All of the records should come back exactly as written.

====== Excerpted data

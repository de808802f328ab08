//! universal-ctags in interactive mode
//!
//! One long-lived `ctags --_interactive` process per parser. Each request is a JSON line
//! followed by the raw file bytes; the reply is a stream of JSON tag lines terminated by a
//! `completed` record.

use std::process::Stdio;

use async_trait::async_trait;
use serde::Deserialize;
use tokio::io::{AsyncBufReadExt, AsyncWriteExt, BufReader};
use tokio::process::{Child, ChildStdin, ChildStdout, Command};

use super::{Parser, ParserFactory};
use crate::symbol::ParsedSymbol;
use crate::{Error, Result};

/// Files larger than this are not parsed
pub const MAX_FILE_SIZE: usize = 1 << 20;

#[derive(Debug, Deserialize)]
struct Record {
    #[serde(rename = "_type")]
    kind: String,
    name: Option<String>,
    line: Option<u32>,
    #[serde(rename = "kind")]
    tag_kind: Option<String>,
    scope: Option<String>,
    message: Option<String>,
}

enum Reply {
    Tag(ParsedSymbol),
    Completed,
    Error(String),
    Other,
}

fn parse_reply(line: &str) -> Result<Reply> {
    let record: Record = serde_json::from_str(line)?;
    Ok(match record.kind.as_str() {
        "tag" => match (record.name, record.line) {
            (Some(name), Some(line)) => Reply::Tag(ParsedSymbol {
                name,
                line,
                kind: record.tag_kind.unwrap_or_default(),
                parent: record.scope,
            }),
            _ => Reply::Other,
        },
        "completed" => Reply::Completed,
        "error" => Reply::Error(record.message.unwrap_or_default()),
        _ => Reply::Other,
    })
}

pub struct CtagsParserFactory {
    command: String,
}

impl CtagsParserFactory {
    pub fn new(command: impl Into<String>) -> Self {
        Self { command: command.into() }
    }
}

#[async_trait]
impl ParserFactory for CtagsParserFactory {
    async fn create(&self) -> Result<Box<dyn Parser>> {
        let mut child = Command::new(&self.command)
            .args(["--_interactive=default", "--fields=*", "--output-format=json"])
            .stdin(Stdio::piped())
            .stdout(Stdio::piped())
            .stderr(Stdio::null())
            .kill_on_drop(true)
            .spawn()
            .map_err(|e| Error::Parse(format!("failed to start {}: {e}", self.command)))?;

        let stdin = child
            .stdin
            .take()
            .ok_or_else(|| Error::Parse("ctags has no stdin".to_string()))?;
        let stdout = child
            .stdout
            .take()
            .ok_or_else(|| Error::Parse("ctags has no stdout".to_string()))?;
        let mut stdout = BufReader::new(stdout);

        // The first line announces the program
        let mut banner = String::new();
        if stdout.read_line(&mut banner).await? == 0 {
            return Err(Error::Parse(format!("{} exited before its banner", self.command)));
        }
        tracing::debug!(banner = banner.trim(), "started ctags");

        Ok(Box::new(CtagsParser {
            _child: child,
            stdin,
            stdout,
        }))
    }
}

pub struct CtagsParser {
    _child: Child,
    stdin: ChildStdin,
    stdout: BufReader<ChildStdout>,
}

#[async_trait]
impl Parser for CtagsParser {
    async fn parse(&mut self, path: &str, content: &[u8]) -> Result<Vec<ParsedSymbol>> {
        if content.len() > MAX_FILE_SIZE {
            tracing::debug!(%path, size = content.len(), "skipping large file");
            return Ok(Vec::new());
        }

        let request = serde_json::json!({
            "command": "generate-tags",
            "filename": path,
            "size": content.len(),
        });
        self.stdin.write_all(format!("{request}\n").as_bytes()).await?;
        self.stdin.write_all(content).await?;
        self.stdin.flush().await?;

        let mut symbols = Vec::new();
        let mut line = String::new();
        loop {
            line.clear();
            if self.stdout.read_line(&mut line).await? == 0 {
                return Err(Error::Parse(format!("ctags exited while parsing {path}")));
            }
            match parse_reply(line.trim_end())? {
                Reply::Tag(symbol) => symbols.push(symbol),
                Reply::Completed => return Ok(symbols),
                Reply::Error(message) => return Err(Error::Parse(format!("ctags failed on {path}: {message}"))),
                Reply::Other => {}
            }
        }
    }
}

#[cfg(test)]
mod tests {
    use super::*;

    #[test]
    fn test_parse_tag_reply() {
        let line = r#"{"_type": "tag", "name": "Serve", "path": "main.go", "pattern": "/^func Serve() {$/", "line": 12, "kind": "func", "scope": "main", "scopeKind": "package"}"#;
        match parse_reply(line).unwrap() {
            Reply::Tag(symbol) => {
                assert_eq!(symbol, ParsedSymbol::new("Serve", 12, "func").with_parent("main"));
            }
            _ => panic!("expected a tag"),
        }
    }

    #[test]
    fn test_parse_control_replies() {
        assert!(matches!(
            parse_reply(r#"{"_type": "completed", "command": "generate-tags"}"#).unwrap(),
            Reply::Completed
        ));
        assert!(matches!(
            parse_reply(r#"{"_type": "program", "name": "Universal Ctags"}"#).unwrap(),
            Reply::Other
        ));
        match parse_reply(r#"{"_type": "error", "message": "bad request"}"#).unwrap() {
            Reply::Error(message) => assert_eq!(message, "bad request"),
            _ => panic!("expected an error"),
        }
        assert!(parse_reply("not json").is_err());
    }
}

============

* [Written reply]
repository de808802f328ab08
//! universal-ctags in interactive mode
//!
//! One long-lived `ctags --_interactive` process per parser. Each request is a JSON line
//! followed by the raw file bytes; the reply is a stream of JSON tag lines terminated by a
//! `completed` record.

use std::process::Stdio;

use async_trait::async_trait;
use serde::Deserialize;
use tokio::io::{AsyncBufReadExt, AsyncWriteExt, BufReader};
use tokio::process::{Child, ChildStdin, ChildStdout, Command};

use super::{Parser, ParserFactory};
use crate::symbol::ParsedSymbol;
use crate::{Error, Result};

/// Files larger than this are not parsed
pub const MAX_FILE_SIZE: usize = 1 << 20;

#[derive(Debug, Deserialize)]
struct Record {
    #[serde(rename = "_type")]
    kind: String,
    name: Option<String>,
    line: Option<u32>,
    #[serde(rename = "kind")]
    tag_kind: Option<String>,
    scope: Option<String>,
    message: Option<String>,
}

enum Reply {
    Tag(ParsedSymbol),
    Completed,
    Error(String),
    Other,
}

fn parse_reply(line: &str) -> Result<Reply> {
    let record: Record = serde_json::from_str(line)?;
    Ok(match record.kind.as_str() {
        "tag" => match (record.name, record.line) {
            (Some(name), Some(line)) => Reply::Tag(ParsedSymbol {
                name,
                line,
                kind: record.tag_kind.unwrap_or_default(),
                parent: record.scope,
            }),
            _ => Reply::Other,
        },
        "completed" => Reply::Completed,
        "error" => Reply::Error(record.message.unwrap_or_default()),
        _ => Reply::Other,
    })
}

pub struct CtagsParserFactory {
    command: String,
}

impl CtagsParserFactory {
    pub fn new(command: impl Into<String>) -> Self {
        Self { command: command.into() }
    }
}

#[async_trait]
impl ParserFactory for CtagsParserFactory {
    async fn create(&self) -> Result<Box<dyn Parser>> {
        let mut child = Command::new(&self.command)
            .args(["--_interactive=default", "--fields=*", "--output-format=json"])
            .stdin(Stdio::piped())
            .stdout(Stdio::piped())
            .stderr(Stdio::null())
            .kill_on_drop(true)
            .spawn()
            .map_err(|e| Error::Parse(format!("failed to start {}: {e}", self.command)))?;

        let stdin = child
            .stdin
            .take()
            .ok_or_else(|| Error::Parse("ctags has no stdin".to_string()))?;
        let stdout = child
            .stdout
            .take()
            .ok_or_else(|| Error::Parse("ctags has no stdout".to_string()))?;
        let mut stdout = BufReader::new(stdout);

        // The first line announces the program
        let mut banner = String::new();
        if stdout.read_line(&mut banner).await? == 0 {
            return Err(Error::Parse(format!("{} exited before its banner", self.command)));
        }
        tracing::debug!(banner = banner.trim(), "started ctags");

        Ok(Box::new(CtagsParser {
            _child: child,
            stdin,
            stdout,
        }))
    }
}

pub struct CtagsParser {
    _child: Child,
    stdin: ChildStdin,
    stdout: BufReader<ChildStdout>,
}

#[async_trait]
impl Parser for CtagsParser {
    async fn parse(&mut self, path: &str, content: &[u8]) -> Result<Vec<ParsedSymbol>> {
        if content.len() > MAX_FILE_SIZE {
            tracing::debug!(%path, size = content.len(), "skipping large file");
            return Ok(Vec::new());
        }

        let request = serde_json::json!({
            "command": "generate-tags",
            "filename": path,
            "size": content.len(),
        });
        self.stdin.write_all(format!("{request}\n").as_bytes()).await?;
        self.stdin.write_all(content).await?;
        self.stdin.flush().await?;

        let mut symbols = Vec::new();
        let mut line = String::new();
        loop {
            line.clear();
            if self.stdout.read_line(&mut line).await? == 0 {
                return Err(Error::Parse(format!("ctags exited while parsing {path}")));
            }
            match parse_reply(line.trim_end())? {
                Reply::Tag(symbol) => symbols.push(symbol),
                Reply::Completed => return Ok(symbols),
                Reply::Error(message) => return Err(Error::Parse(format!("ctags failed on {path}: {message}"))),
                Reply::Other => {}
            }
        }
    }
}

#[cfg(test)]
mod tests {
    use super::*;

    #[test]
    fn test_parse_tag_reply() {
        let line = r#"{"_type": "tag", "name": "Serve", "path": "main.go", "pattern": "/^func Serve() {$/", "line": 12, "kind": "func", "scope": "main", "scopeKind": "package"}"#;
        match parse_reply(line).unwrap() {
            Reply::Tag(symbol) => {
                assert_eq!(symbol, ParsedSymbol::new("Serve", 12, "func").with_parent("main"));
            }
            _ => panic!("expected a tag"),
        }
    }

    #[test]
    fn test_parse_control_replies() {
        assert!(matches!(
            parse_reply(r#"{"_type": "completed", "command": "generate-tags"}"#).unwrap(),
            Reply::Completed
        ));
        assert!(matches!(
            parse_reply(r#"{"_type": "program", "name": "Universal Ctags"}"#).unwrap(),
            Reply::Other
        ));
        match parse_reply(r#"{"_type": "error", "message": "bad request"}"#).unwrap() {
            Reply::Error(message) => assert_eq!(message, "bad request"),
            _ => panic!("expected an error"),
        }
        assert!(parse_reply("not json").is_err());
    }
}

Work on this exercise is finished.